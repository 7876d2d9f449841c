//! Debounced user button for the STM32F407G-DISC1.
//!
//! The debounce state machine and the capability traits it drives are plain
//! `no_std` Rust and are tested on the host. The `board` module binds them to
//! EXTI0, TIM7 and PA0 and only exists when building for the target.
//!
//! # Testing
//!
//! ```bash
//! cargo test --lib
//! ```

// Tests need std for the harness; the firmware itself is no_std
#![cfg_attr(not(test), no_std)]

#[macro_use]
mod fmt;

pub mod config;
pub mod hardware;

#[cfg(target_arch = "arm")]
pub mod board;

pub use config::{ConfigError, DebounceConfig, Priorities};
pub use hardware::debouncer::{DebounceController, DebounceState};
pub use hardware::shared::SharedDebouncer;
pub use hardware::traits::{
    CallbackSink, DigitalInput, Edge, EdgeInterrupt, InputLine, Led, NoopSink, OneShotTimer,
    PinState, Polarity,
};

---

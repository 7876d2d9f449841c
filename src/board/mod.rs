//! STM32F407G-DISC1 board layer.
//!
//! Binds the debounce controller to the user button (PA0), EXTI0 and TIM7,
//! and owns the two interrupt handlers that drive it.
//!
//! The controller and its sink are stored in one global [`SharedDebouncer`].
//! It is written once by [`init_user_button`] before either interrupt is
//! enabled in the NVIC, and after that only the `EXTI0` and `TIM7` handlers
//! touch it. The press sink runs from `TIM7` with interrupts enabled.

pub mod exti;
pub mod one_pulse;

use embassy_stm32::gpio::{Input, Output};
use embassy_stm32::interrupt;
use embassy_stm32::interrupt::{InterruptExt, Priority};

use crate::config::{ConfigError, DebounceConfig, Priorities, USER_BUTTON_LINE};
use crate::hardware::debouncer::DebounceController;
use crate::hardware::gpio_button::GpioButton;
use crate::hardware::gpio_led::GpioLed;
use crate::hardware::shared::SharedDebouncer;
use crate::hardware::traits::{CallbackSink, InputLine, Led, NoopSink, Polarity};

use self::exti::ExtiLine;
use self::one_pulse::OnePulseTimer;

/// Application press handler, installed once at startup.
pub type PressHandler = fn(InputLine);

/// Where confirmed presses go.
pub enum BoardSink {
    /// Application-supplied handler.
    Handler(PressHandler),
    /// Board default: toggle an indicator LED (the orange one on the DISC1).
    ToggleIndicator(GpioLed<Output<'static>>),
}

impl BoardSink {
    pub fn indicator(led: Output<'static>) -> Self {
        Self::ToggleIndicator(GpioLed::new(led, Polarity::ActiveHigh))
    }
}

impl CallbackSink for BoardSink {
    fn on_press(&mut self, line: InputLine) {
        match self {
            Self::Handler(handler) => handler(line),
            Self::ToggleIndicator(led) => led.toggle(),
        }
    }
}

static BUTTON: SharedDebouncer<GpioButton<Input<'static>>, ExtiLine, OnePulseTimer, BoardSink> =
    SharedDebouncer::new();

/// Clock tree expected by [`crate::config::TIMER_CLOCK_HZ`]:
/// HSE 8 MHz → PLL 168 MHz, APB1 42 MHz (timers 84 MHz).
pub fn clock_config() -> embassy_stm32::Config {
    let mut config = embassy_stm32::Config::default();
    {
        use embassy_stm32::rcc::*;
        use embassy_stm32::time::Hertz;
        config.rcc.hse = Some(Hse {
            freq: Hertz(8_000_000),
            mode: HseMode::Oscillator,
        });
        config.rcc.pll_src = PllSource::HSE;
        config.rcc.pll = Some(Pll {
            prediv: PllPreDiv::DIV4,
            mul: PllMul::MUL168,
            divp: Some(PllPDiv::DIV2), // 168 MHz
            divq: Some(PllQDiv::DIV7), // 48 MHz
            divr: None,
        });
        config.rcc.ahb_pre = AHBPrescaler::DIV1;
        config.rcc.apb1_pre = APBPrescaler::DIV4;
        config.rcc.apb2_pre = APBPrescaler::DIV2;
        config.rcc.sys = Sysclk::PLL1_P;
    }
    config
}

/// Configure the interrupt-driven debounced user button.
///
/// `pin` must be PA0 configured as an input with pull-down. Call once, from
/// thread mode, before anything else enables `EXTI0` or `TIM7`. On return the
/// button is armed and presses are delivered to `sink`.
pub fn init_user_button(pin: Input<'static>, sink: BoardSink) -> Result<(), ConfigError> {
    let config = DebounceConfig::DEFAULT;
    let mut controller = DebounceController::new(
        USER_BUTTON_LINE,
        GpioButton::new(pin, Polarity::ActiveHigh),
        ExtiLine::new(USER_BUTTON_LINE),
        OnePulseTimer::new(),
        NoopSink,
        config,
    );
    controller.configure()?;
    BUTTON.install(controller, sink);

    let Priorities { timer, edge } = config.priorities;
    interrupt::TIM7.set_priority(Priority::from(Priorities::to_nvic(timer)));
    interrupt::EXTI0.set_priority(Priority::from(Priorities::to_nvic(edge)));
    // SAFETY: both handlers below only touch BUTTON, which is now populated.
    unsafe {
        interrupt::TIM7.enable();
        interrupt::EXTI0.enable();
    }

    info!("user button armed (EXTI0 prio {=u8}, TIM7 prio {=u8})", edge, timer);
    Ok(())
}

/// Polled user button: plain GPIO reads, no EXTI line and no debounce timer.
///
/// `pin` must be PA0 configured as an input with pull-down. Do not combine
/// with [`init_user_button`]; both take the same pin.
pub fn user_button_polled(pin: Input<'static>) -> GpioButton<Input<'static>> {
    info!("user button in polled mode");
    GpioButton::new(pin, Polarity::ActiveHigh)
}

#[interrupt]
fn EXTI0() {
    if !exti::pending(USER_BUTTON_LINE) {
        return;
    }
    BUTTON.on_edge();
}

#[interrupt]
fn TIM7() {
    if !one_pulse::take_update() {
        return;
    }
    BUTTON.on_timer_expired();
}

### EXERCISE AIM
Among the entries above, locate the lines containing "either interrupt is" and "pub mod one_pulse;", and transcribe exactly those two lines and all lines between.

### EXERCISE RESULT
//! It is written once by [`init_user_button`] before either interrupt is
//! enabled in the NVIC, and after that only the `EXTI0` and `TIM7` handlers
//! touch it. The press sink runs from `TIM7` with interrupts enabled.

pub mod exti;
pub mod one_pulse;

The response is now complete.